# Looking to setup Fluval Edge..



## ba79aung (Oct 4, 2006)

How much substrate would I need?

I was thinking of getting 3L of Amazonia, 3L of Amzaonia powder type w/ some power sand as underneath layer. 

Thanks


----------



## TLe041 (Mar 20, 2010)

Personally, I would get only Amazonia powder and skip the other two altogether. I find that powder is the perfect sized grain for nano tanks in terms of scale. Also, I prefer using substrate tabs instead of power sand. 

For your tank, you'll need about 5L of AS, so I'd get the 9L bag and save the rest for future use.


----------



## ba79aung (Oct 4, 2006)

TLe041 said:


> Personally, I would get only Amazonia powder and skip the other two altogether. I find that powder is the perfect sized grain for nano tanks in terms of scale. Also, I prefer using substrate tabs instead of power sand.
> 
> For your tank, you'll need about 5L of AS, so I'd get the 9L bag and save the rest for future use.

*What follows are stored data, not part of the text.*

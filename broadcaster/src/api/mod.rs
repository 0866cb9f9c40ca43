//! API Module
//!
//! HTTP front door of the broadcaster: platform webhook endpoints, the
//! debug listing and health checks.

pub mod debug;
pub mod error;
pub mod health;
pub mod webhook;

use std::sync::Arc;

use axum::{
    Router,
    extract::{DefaultBodyLimit, Request},
    middleware::{self, Next},
    response::Response,
    routing::{get, post},
};
use metrics::counter;
use tokio_util::sync::CancellationToken;
use tower_http::trace::TraceLayer;

use crate::payload::MAX_BODY_BYTES;
use crate::service::{RequestQueue, ResourceCache};

/// Shared handler state
#[derive(Clone)]
pub struct AppState {
    pub cache: Arc<ResourceCache>,
    pub queue: Arc<RequestQueue>,
    pub shutdown: CancellationToken,
}

/// Create the webhook router with all endpoints
pub fn create_router(state: AppState) -> Router {
    Router::new()
        // Webhook endpoints
        .route("/", post(webhook::by_user_agent))
        .route("/github", post(webhook::github))
        .route("/gitlab", post(webhook::gitlab))
        .route("/bitbucket", post(webhook::bitbucket))
        // Debug endpoints
        .route("/debug", post(debug::list_resources))
        .route("/debug/shutdown", post(debug::shutdown))
        // Health checks
        .route("/health", get(health::health_check))
        .route("/healthz", get(health::health_check))
        // Add state and middleware
        .with_state(state)
        .layer(DefaultBodyLimit::max(MAX_BODY_BYTES))
        .layer(middleware::from_fn(count_requests))
        .layer(TraceLayer::new_for_http())
}

async fn count_requests(request: Request, next: Next) -> Response {
    let method = request.method().to_string();
    let response = next.run(request).await;

    counter!(
        "http_requests_total",
        "code" => response.status().as_u16().to_string(),
        "method" => method
    )
    .increment(1);

    response
}
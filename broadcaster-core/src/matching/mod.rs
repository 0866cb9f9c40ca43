//! Repository identity matching
//!
//! Pure functions deciding whether a change notification concerns a cached
//! resource:
//! - [`git_url`]: canonical `(host, path)` identity of any git URL form
//! - [`source_uri`]: comparable URL derived from a resource's source config
//! - [`paths`]: changed-file filtering against `paths` patterns

pub mod git_url;
pub mod paths;
pub mod source_uri;

pub use git_url::{RepositoryIdentity, normalize, same_repository};
pub use paths::{match_paths, path_filter_allows, path_matches};
pub use source_uri::construct_uri;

What kind of substrate tabs should I be looking at?


----------



## NeonFlux (May 15, 2008)

Hey ba79ung! Glad to see you around. The assassins should get to you very soon, I have provided you with an extra snail, by the way  Well, for substrate tabs, you could try adding a fertilizer product called osmocote plus, it's a slow release NPK and trace fert in granule form, you could add this as a small sediment to your new substrate; it should help out with heavy root feeders or any plant. Make sure when using it that it's not exposed to water, it should be seeped keep into the sub, but since it's slow release, it should be fine if there are a few that are on the outside.


----------